Judge Bell of the Western District of Michigan rejected a NEPA challenge to a proposed Forest Service land swap in the Ottawa National Forest Tuesday. The case, Partners in Forestry Coop. v. U.S. Forest Serv., No. 2:12-CV-184, involved challenges by a local affinity group asserting that the Service:  failed to prepare a required EIS (instead of the EA/FONSI it prepared);  failed to analyze an adequate range of alternatives;  failed to disclose or analyze relevant information about projected impacts; and  failed to prepare a supplemental analysis when new information arose. Other than claim , the plaintiffs didn’t have much to go on.
The land swap here was, like many by the Forest Service, aimed at consolidating a rather patchwork portfolio in places where the inter-mixture of public and private authority can be tricky. The parcel to be acquired was 421 acres adjacent to a natural area’s boundary and the five to be conveyed totaled 240 acres. The owners of the parcel the Service wanted to acquire were aiming to log the parcels they would acquire. So what the Service had to bargain with was a substantial stock of valuable–mature–hardwoods. The affinity groups viewed the exchange as assuring the destruction of a beloved spot close to several towns in the vicinity. People hiked there and enjoyed the waterfalls and the relatively mature trees and canopy. The Service saw a comparatively small volume of mature hardwoods (compared to what’s already found in the Ottawa NF) and knows the costs of intermixed ownership all too well.
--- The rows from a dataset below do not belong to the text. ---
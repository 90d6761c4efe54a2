//! End-to-end bootstrap flows against scripted remote endpoints.

use async_trait::async_trait;
use backoff_retrier::{BackoffConfig, BackoffRetrier};
use bootstrap_orchestrator::{
    BootstrapError, BootstrapOrchestrator, BootstrapOutcome, BootstrapState, LegacyFetch,
};
use message_fetch_coordinator::{MemorySessionStore, MessageFetchCoordinator};
use std::collections::VecDeque;
use std::sync::atomic::{AtomicU32, Ordering};
use parking_lot::Mutex;
use std::sync::Arc;
use std::time::Duration;
use sync_types::{
    Anchor, FetchMessagesRequest, FetchMessagesResponse, InitialData, Message, MessagesApi,
    Narrow, RegisterRequest, ScopeFetchState, ServerMetadata, SessionApi, SessionStateReader,
    SignalSink, SyncError, SyncResult, SyncSignal,
};

// =============================================================================
// Harness
// =============================================================================

#[derive(Default)]
struct FakeServer {
    register_results: Mutex<VecDeque<SyncResult<InitialData>>>,
    metadata_results: Mutex<VecDeque<SyncResult<ServerMetadata>>>,
    message_results: Mutex<VecDeque<SyncResult<FetchMessagesResponse>>>,
    message_requests: Mutex<Vec<FetchMessagesRequest>>,
    register_calls: AtomicU32,
    metadata_calls: AtomicU32,
    register_latency: Option<Duration>,
    version: String,
}

impl FakeServer {
    fn running(version: &str) -> Self {
        Self {
            version: version.to_string(),
            ..Default::default()
        }
    }

    fn script_register(&self, result: SyncResult<InitialData>) {
        self.register_results.lock().push_back(result);
    }

    fn script_metadata(&self, result: SyncResult<ServerMetadata>) {
        self.metadata_results.lock().push_back(result);
    }

    fn script_messages(&self, result: SyncResult<FetchMessagesResponse>) {
        self.message_results.lock().push_back(result);
    }

    fn message_requests(&self) -> Vec<FetchMessagesRequest> {
        self.message_requests.lock().clone()
    }
}

#[async_trait]
impl SessionApi for FakeServer {
    async fn register_session(&self, _request: &RegisterRequest) -> SyncResult<InitialData> {
        self.register_calls.fetch_add(1, Ordering::SeqCst);
        if let Some(latency) = self.register_latency {
            tokio::time::sleep(latency).await;
        }
        let scripted = self.register_results.lock().pop_front();
        scripted.unwrap_or_else(|| Ok(initial_data("q-1", 17, 42)))
    }

    async fn server_metadata(&self) -> SyncResult<ServerMetadata> {
        self.metadata_calls.fetch_add(1, Ordering::SeqCst);
        let scripted = self.metadata_results.lock().pop_front();
        scripted.unwrap_or_else(|| Ok(metadata(&self.version)))
    }
}

#[async_trait]
impl MessagesApi for FakeServer {
    async fn fetch_messages(
        &self,
        request: FetchMessagesRequest,
    ) -> SyncResult<FetchMessagesResponse> {
        self.message_requests.lock().push(request);
        let scripted = self.message_results.lock().pop_front();
        scripted.unwrap_or_else(|| {
            Ok(FetchMessagesResponse {
                messages: vec![Message::new(500), Message::new(501)],
                found_newest: true,
                found_oldest: false,
                found_anchor: true,
            })
        })
    }
}

struct Harness {
    server: Arc<FakeServer>,
    store: Arc<MemorySessionStore>,
    coordinator: Arc<MessageFetchCoordinator>,
    orchestrator: BootstrapOrchestrator,
}

fn harness(server: FakeServer) -> Harness {
    let server = Arc::new(server);
    let store = Arc::new(MemorySessionStore::new());
    let coordinator = Arc::new(MessageFetchCoordinator::new(server.clone(), store.clone()));
    let retrier = BackoffRetrier::new(BackoffConfig {
        initial_delay: Duration::from_millis(10),
        max_delay: Duration::from_millis(100),
        ..Default::default()
    });
    let orchestrator = BootstrapOrchestrator::new(
        server.clone(),
        coordinator.clone(),
        store.clone(),
        store.clone(),
    )
    .with_retrier(retrier);
    Harness {
        server,
        store,
        coordinator,
        orchestrator,
    }
}

fn initial_data(queue_id: &str, last_event_id: i64, user_id: i64) -> InitialData {
    serde_json::from_value(serde_json::json!({
        "queue_id": queue_id,
        "last_event_id": last_event_id,
        "user_id": user_id,
        "realm_name": "Test realm"
    }))
    .unwrap()
}

fn metadata(version: &str) -> ServerMetadata {
    serde_json::from_value(serde_json::json!({
        "version": version,
        "push_notifications_enabled": false
    }))
    .unwrap()
}

fn unauthorized() -> SyncError {
    SyncError::Client {
        status: 401,
        code: Some("UNAUTHORIZED".to_string()),
        message: "Invalid API key".to_string(),
    }
}

fn unavailable() -> SyncError {
    SyncError::Server {
        status: 503,
        message: "unavailable".to_string(),
    }
}

// =============================================================================
// Successful bootstrap
// =============================================================================

#[tokio::test]
async fn current_server_bootstraps_without_legacy_fetch() {
    let h = harness(FakeServer::running("4.0"));

    let outcome = h.orchestrator.run().await.unwrap();

    let BootstrapOutcome::Ready(report) = outcome else {
        panic!("expected ready outcome");
    };
    assert_eq!(report.queue_id, "q-1");
    assert_eq!(report.last_event_id, 17);
    assert_eq!(report.legacy_fetch, LegacyFetch::NotNeeded);
    assert_eq!(h.orchestrator.state(), BootstrapState::Ready);
    assert!(h.server.message_requests().is_empty());
    assert_eq!(
        h.store.signal_names(),
        vec![
            "initial_fetch_start",
            "session_init",
            "initial_fetch_complete",
            "start_event_stream",
            "flush_outbox",
            "init_notifications",
        ]
    );
    assert_eq!(h.store.own_user_id(), Some(42));
    assert_eq!(h.store.event_queue(), Some(("q-1".to_string(), 17)));
    assert!(!h.store.initial_fetch_in_progress());
}

#[tokio::test]
async fn old_server_gets_exactly_one_legacy_fetch() {
    let h = harness(FakeServer::running("1.9.2"));

    let outcome = h.orchestrator.run().await.unwrap();

    let BootstrapOutcome::Ready(report) = outcome else {
        panic!("expected ready outcome");
    };
    assert_eq!(report.legacy_fetch, LegacyFetch::Completed { message_count: 2 });

    let requests = h.server.message_requests();
    assert_eq!(requests.len(), 1);
    assert_eq!(requests[0].anchor, Anchor::Newest);
    assert_eq!((requests[0].num_before, requests[0].num_after), (100, 0));

    assert_eq!(
        h.store.signal_names(),
        vec![
            "initial_fetch_start",
            "session_init",
            "initial_fetch_complete",
            "start_event_stream",
            "fetch_start",
            "fetch_complete",
            "flush_outbox",
            "init_notifications",
        ]
    );
    assert_eq!(
        h.store.message_ids(&Narrow::AllPrivateMessages),
        vec![500, 501]
    );
}

#[tokio::test]
async fn unparseable_version_takes_legacy_path() {
    let h = harness(FakeServer::running("unknown"));

    let outcome = h.orchestrator.run().await.unwrap();

    assert!(outcome.is_ready());
    assert_eq!(h.server.message_requests().len(), 1);
}

#[tokio::test]
async fn legacy_fetch_failure_keeps_session_ready() {
    let server = FakeServer::running("2.0");
    server.script_messages(Err(unavailable()));
    let h = harness(server);

    let outcome = h.orchestrator.run().await.unwrap();

    let BootstrapOutcome::Ready(report) = outcome else {
        panic!("expected ready outcome");
    };
    assert_eq!(report.legacy_fetch, LegacyFetch::Failed { error: unavailable() });
    assert_eq!(h.orchestrator.state(), BootstrapState::Ready);
    let names = h.store.signal_names();
    assert!(names.contains(&"fetch_error"));
    assert_eq!(names.last(), Some(&"init_notifications"));
    assert_eq!(h.server.message_requests().len(), 1);
}

// =============================================================================
// Retry and logout
// =============================================================================

#[tokio::test(start_paused = true)]
async fn transient_failures_are_retried_until_success() {
    let server = FakeServer::running("4.0");
    server.script_register(Err(unavailable()));
    server.script_register(Err(SyncError::network("connection reset")));
    server.script_metadata(Err(SyncError::Timeout));
    let h = harness(server);

    let outcome = h.orchestrator.run().await.unwrap();

    assert!(outcome.is_ready());
    assert_eq!(h.server.register_calls.load(Ordering::SeqCst), 3);
    assert_eq!(h.server.metadata_calls.load(Ordering::SeqCst), 2);
    assert_eq!(h.store.signal_names().first(), Some(&"initial_fetch_start"));
}

#[tokio::test(start_paused = true)]
async fn terminal_metadata_error_logs_out_without_applying_registration() {
    let server = FakeServer::running("4.0");
    server.script_metadata(Err(unauthorized()));
    let h = harness(server);

    let outcome = h.orchestrator.run().await.unwrap();

    assert_eq!(outcome, BootstrapOutcome::LoggedOut { cause: unauthorized() });
    assert_eq!(h.orchestrator.state(), BootstrapState::LoggedOut);
    assert_eq!(h.store.signal_names(), vec!["initial_fetch_start", "logout"]);
    assert!(h.store.session().is_none());
    assert!(h.store.is_logged_out());
    assert!(h.server.message_requests().is_empty());
}

#[tokio::test(start_paused = true)]
async fn terminal_register_error_cancels_metadata_retries() {
    let server = FakeServer::running("4.0");
    server.script_register(Err(unauthorized()));
    for _ in 0..1000 {
        server.script_metadata(Err(unavailable()));
    }
    let h = harness(server);

    let outcome = h.orchestrator.run().await.unwrap();

    assert!(matches!(outcome, BootstrapOutcome::LoggedOut { .. }));
    let metadata_calls = h.server.metadata_calls.load(Ordering::SeqCst);
    tokio::time::sleep(Duration::from_secs(60)).await;
    assert_eq!(h.server.metadata_calls.load(Ordering::SeqCst), metadata_calls);
}

#[tokio::test(start_paused = true)]
async fn can_bootstrap_again_after_logout() {
    let server = FakeServer::running("4.0");
    server.script_register(Err(unauthorized()));
    let h = harness(server);

    let first = h.orchestrator.run().await.unwrap();
    assert!(!first.is_ready());

    let second = h.orchestrator.run().await.unwrap();
    assert!(second.is_ready());
    assert!(!h.store.is_logged_out());
    assert_eq!(h.orchestrator.state(), BootstrapState::Ready);
}

// =============================================================================
// State machine guards
// =============================================================================

#[tokio::test(start_paused = true)]
async fn second_bootstrap_while_running_is_rejected() {
    let server = FakeServer {
        register_latency: Some(Duration::from_millis(50)),
        ..FakeServer::running("4.0")
    };
    let h = harness(server);

    let first = h.orchestrator.run();
    let second = async {
        tokio::task::yield_now().await;
        h.orchestrator.run().await
    };
    let (first, second) = tokio::join!(first, second);

    assert!(first.unwrap().is_ready());
    assert!(matches!(
        second,
        Err(BootstrapError::InvalidStateTransition(_))
    ));
    assert_eq!(h.server.register_calls.load(Ordering::SeqCst), 1);
}

#[tokio::test(start_paused = true)]
async fn dropped_bootstrap_returns_to_idle() {
    let server = FakeServer {
        register_latency: Some(Duration::from_secs(5)),
        ..FakeServer::running("4.0")
    };
    let h = harness(server);

    let timed_out = tokio::time::timeout(Duration::from_secs(1), h.orchestrator.run()).await;

    assert!(timed_out.is_err());
    assert_eq!(h.orchestrator.state(), BootstrapState::Idle);
    assert!(!h.store.initial_fetch_in_progress());
    assert_eq!(
        h.store.signal_names(),
        vec!["initial_fetch_start", "initial_fetch_aborted"]
    );
    assert!(h.store.session().is_none());

    let narrow = Narrow::stream("general");
    h.store.set_fetch_state(
        &narrow,
        ScopeFetchState {
            first_message_id: Some(1000),
            last_message_id: Some(1100),
            ..Default::default()
        },
    );
    let paged = h.coordinator.fetch_older(&*h.store, &narrow).await.unwrap();

    assert!(paged.is_some());
    assert_eq!(h.server.message_requests().len(), 1);
}

#[tokio::test(start_paused = true)]
async fn finished_bootstrap_emits_no_abort_signal() {
    let h = harness(FakeServer::running("4.0"));

    h.orchestrator.run().await.unwrap();

    assert!(!h
        .store
        .signal_names()
        .contains(&"initial_fetch_aborted"));
}

// =============================================================================
// Coordinator after bootstrap
// =============================================================================

#[tokio::test]
async fn paging_is_blocked_during_bootstrap_and_allowed_after() {
    let h = harness(FakeServer::running("4.0"));
    let narrow = Narrow::stream("general");
    h.store.set_fetch_state(
        &narrow,
        ScopeFetchState {
            first_message_id: Some(1000),
            last_message_id: Some(1100),
            ..Default::default()
        },
    );

    h.store.emit(SyncSignal::InitialFetchStart);
    let blocked = h.coordinator.fetch_older(&*h.store, &narrow).await.unwrap();
    assert!(blocked.is_none());
    h.store.emit(SyncSignal::InitialFetchComplete);

    h.orchestrator.run().await.unwrap();
    let paged = h.coordinator.fetch_older(&*h.store, &narrow).await.unwrap();

    assert!(paged.is_some());
    let requests = h.server.message_requests();
    assert_eq!(requests.len(), 1);
    assert_eq!(requests[0].anchor, Anchor::Message(1000));
    assert_eq!((requests[0].num_before, requests[0].num_after), (50, 0));
}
The alternatives considered were shaped in large part by what bargain the private party would and wouldn’t strike. Enter the NEPA alternatives requirement–and the Sixth Circuit’s highly deferential approach. In Save Our Cumberland Mtns v. Kempthorne, 453 F.3d 334, 342-43 (6th Cir. 2006), the court of appeals held that an agency’s confining of the alternatives it considers in a NEPA routine is mostly a matter of that agency’s informed discretion. In particular, the Sixth Circuit seemed to suggest that alternatives analyses in EAs were always likely to be more cursory:
[A]n agency has fewer reasons to consider alternatives when it prepares an environmental assessment as opposed to when it prepares an environmental impact statement. For in permissibly preparing an environmental assessment alone, the agency has determined that the proposed project will have minimal environmental consequences, and accordingly its duty to consider environment-friendly alternatives is less pressing than when it issues an environmental impact statement.
453 F.3d at 342.
When your regional circuit has said that “it makes little sense to fault an agency for failing to consider more environmentally sound alternatives to a project which it has properly determined, through its decision not to file an impact statement, will have no significant environmental effects anyway,” id. at 343 (quoting Sierra Club v. Espy, 38 F.3d 792, 803 (5th Cir. 1994), you know you’re fighting an uphill battle.
Judge Bell found the Service’s reasoning for framing the parcel trade alternatives as it did convincing–or at least not arbitrary enough to merit any relief. Other than its citation of the APA as the Administrative Procedure
s Act (a terrible pet peeve of mine: it’s Procedure!!), the opinion is precise and careful.